Entscheidungsstichwort (Thema)
Erblasser, Ausschlagung, Erbe, Miterbe, Nachlass
Normenkette
BGB §§ 242, 428, 818 Abs. 2, § 1978 Abs. 3, § 2046; GKG § 48; ZPO §§ 3, 91, 97 Abs. 2, §§ 256, 308, 533, 543 Abs. 2, § 708 Nr. 10
Verfahrensgang
LG Landshut (Urteil vom 21.07.2016; Aktenzeichen 52 O 2219/15) |
Tenor
1. Auf die Berufung der Beklagten wird das Urteil des Landgerichts Landshut vom 21. Juli 2016, Az. 52 O 2219/15, aufgehoben, soweit in Ziffer 1 ein Teilgrundurteil ausgesprochen wurde.
2. Es wird festgestellt, dass den Klägern als Gesamtgläubigern aus der Vereinbarung vom 23. Juli 2012 gemäß Ziffer 4 Satz 1 ein Anspruch gegen die Beklagte zu 1) auf 1/3 des Wertes des Nachlasses nach Abzug aller Nachlassverbindlichkeiten und Steuern des am 9. Juli 2012 verstorbenen Friedrich W. Senior, geboren am 6. September 1927, zuletzt wohnhaft ..., zusteht.
3. Die Kläger haben als Gesamtschuldner die Kosten des Berufungsverfahrens zu tragen.
4. Das Urteil ist vorläufig vollstreckbar.
5. Die Revision wird nicht zugelassen.
Beschluss
Der Streitwert für das Berufungsverfahren wird auf 800.000,00 EUR festgesetzt.
Gründe
I. Die Kläger machen als Gesamtgläubiger Ansprüche auf Zahlung von EUR 800.000,00 aus dem Nachlass des am 9. Juli 2012 verstorbenen Friedrich W. Senior (nachfolgend: Erblasser) geltend.
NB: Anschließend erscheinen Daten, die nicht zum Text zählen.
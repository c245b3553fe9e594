//! [`EventService`] — query orchestration and administrator mutations.
//!
//! Listing and lookup assemble [`EventView`]s: the stored row, the status
//! computed from the live enrollment count at request time, and the image
//! blob served through the [`ImageCache`]. Status is never cached; images
//! are, with write-through invalidation on every mutation.

use std::sync::Arc;

use chrono::{DateTime, Utc};
use validator::Validate as _;

use gather_core::{
  Error, FieldError, Result,
  cancel::CancelToken,
  clock::Clock,
  event::{Event, EventPatch, NewEvent},
  store::{EnrollmentStore, EventQuery, EventStore, PageRequest},
  view::{EnrolledEventView, EventView},
};

use crate::{ImageCache, ensure_live};

// ─── Request / response types ────────────────────────────────────────────────

/// Parameters for [`EventService::list_events`]. All filters optional,
/// combined with AND; substring matching for the string filters.
#[derive(Debug, Clone)]
pub struct ListEventsRequest {
  pub page_number:    u32,
  pub page_size:      u32,
  pub start_date:     Option<DateTime<Utc>>,
  pub end_date:       Option<DateTime<Utc>>,
  pub location:       Option<String>,
  pub category:       Option<String>,
  pub name:           Option<String>,
  /// When false (the default), passed events are excluded before
  /// pagination, so `total_count` reflects the visible set.
  pub include_passed: bool,
}

impl Default for ListEventsRequest {
  fn default() -> Self {
    let page = PageRequest::default();
    Self {
      page_number:    page.number,
      page_size:      page.size,
      start_date:     None,
      end_date:       None,
      location:       None,
      category:       None,
      name:           None,
      include_passed: false,
    }
  }
}

/// One page of assembled views plus the post-filter total.
#[derive(Debug, Clone)]
pub struct EventListing {
  pub events:      Vec<EventView>,
  pub total_count: u64,
}

// ─── Service ─────────────────────────────────────────────────────────────────

pub struct EventService<S> {
  store: Arc<S>,
  cache: Arc<ImageCache>,
  clock: Arc<dyn Clock>,
}

impl<S> EventService<S>
where
  S: EventStore + EnrollmentStore + 'static,
{
  pub fn new(store: Arc<S>, cache: Arc<ImageCache>, clock: Arc<dyn Clock>) -> Self {
    Self { store, cache, clock }
  }

  /// Filtered, paginated listing with freshly computed statuses.
  pub async fn list_events(
    &self,
    request: ListEventsRequest,
    cancel: &CancelToken,
  ) -> Result<EventListing> {
    ensure_live(cancel)?;
    let now = self.clock.now();

    let query = EventQuery {
      start_date: request.start_date,
      end_date:   request.end_date,
      location:   request.location,
      category:   request.category,
      name:       request.name,
      not_before: (!request.include_passed).then_some(now),
      page:       PageRequest {
        number: request.page_number.max(1),
        size:   request.page_size.max(1),
      },
    };

    let page = self.store.list_events(&query).await.map_err(Error::store)?;

    let mut events = Vec::with_capacity(page.events.len());
    for event in page.events {
      ensure_live(cancel)?;
      events.push(self.assemble_view(event, now).await?);
    }

    Ok(EventListing { events, total_count: page.total_count })
  }

  /// Single-event lookup; [`Error::EventNotFound`] when absent.
  pub async fn get_event(&self, id: i64, cancel: &CancelToken) -> Result<EventView> {
    ensure_live(cancel)?;
    let event = self
      .store
      .get_event(id)
      .await
      .map_err(Error::store)?
      .ok_or(Error::EventNotFound(id))?;

    self.assemble_view(event, self.clock.now()).await
  }

  /// Create an event. The image cache entry for the assigned id is
  /// invalidated so a recycled id can never serve a predecessor's image.
  pub async fn create_event(
    &self,
    input: NewEvent,
    cancel: &CancelToken,
  ) -> Result<EventView> {
    ensure_live(cancel)?;
    input.validate().map_err(Error::from)?;

    let now = self.clock.now();
    if input.date < now {
      return Err(date_in_past());
    }

    ensure_live(cancel)?;
    let image = input.image.clone();
    let event = self.store.create_event(input).await.map_err(Error::store)?;
    self.cache.invalidate(event.id);
    tracing::info!(event_id = event.id, "created event");

    let status = event.status_at(0, now);
    Ok(EventView::assemble(event, image, status))
  }

  /// Apply a partial update, then invalidate the cached image so the next
  /// read reloads it from the store.
  pub async fn update_event(
    &self,
    id: i64,
    patch: EventPatch,
    cancel: &CancelToken,
  ) -> Result<EventView> {
    ensure_live(cancel)?;
    patch.validate().map_err(Error::from)?;

    if let Some(date) = patch.date
      && date < self.clock.now()
    {
      return Err(date_in_past());
    }

    ensure_live(cancel)?;
    let event = self
      .store
      .update_event(id, patch)
      .await
      .map_err(Error::store)?
      .ok_or(Error::EventNotFound(id))?;
    self.cache.invalidate(id);
    tracing::info!(event_id = id, "updated event");

    self.assemble_view(event, self.clock.now()).await
  }

  /// Idempotent delete; `false` when the id does not exist. Enrollments go
  /// with the event (store-level cascade).
  pub async fn delete_event(&self, id: i64, cancel: &CancelToken) -> Result<bool> {
    ensure_live(cancel)?;
    let deleted = self.store.delete_event(id).await.map_err(Error::store)?;
    self.cache.invalidate(id);
    if deleted {
      tracing::info!(event_id = id, "deleted event");
    }
    Ok(deleted)
  }

  /// All events the account's participant is registered for, each with a
  /// freshly computed status. No images — registration listings stay light.
  pub async fn list_events_for_account(
    &self,
    account_id: &str,
    cancel: &CancelToken,
  ) -> Result<Vec<EnrolledEventView>> {
    ensure_live(cancel)?;
    let now = self.clock.now();
    let rows = self
      .store
      .list_events_for_account(account_id)
      .await
      .map_err(Error::store)?;

    let mut views = Vec::with_capacity(rows.len());
    for (event, enrollment) in rows {
      ensure_live(cancel)?;
      let count = self
        .store
        .count_enrollments(event.id)
        .await
        .map_err(Error::store)?;
      let status = event.status_at(count, now);
      views.push(EnrolledEventView::assemble(event, enrollment, status));
    }

    Ok(views)
  }

  async fn assemble_view(&self, event: Event, now: DateTime<Utc>) -> Result<EventView> {
    let count = self
      .store
      .count_enrollments(event.id)
      .await
      .map_err(Error::store)?;
    let status = event.status_at(count, now);

    let store = self.store.clone();
    let id = event.id;
    let image = self
      .cache
      .get_or_load(id, || async move { store.event_image(id).await })
      .await
      .map_err(Error::store)?;

    Ok(EventView::assemble(event, image, status))
  }
}

fn date_in_past() -> Error {
  Error::Validation(vec![FieldError {
    field:   "date".into(),
    message: "the event date must not be in the past".into(),
  }])
}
Der Kläger zu 1) und die Beklagten sind die Kinder des Erblassers. Die Klägerinnen zu 2) und zu 3) sind die Töchter des Klägers zu 1). Der verwitwete Erblasser wurde zu gleichen Teilen beerbt von der Beklagten zu 1 und Maximilian W., dem Sohn des (am Berufungsverfahren nicht mehr beteiligten) Beklagten zu 2).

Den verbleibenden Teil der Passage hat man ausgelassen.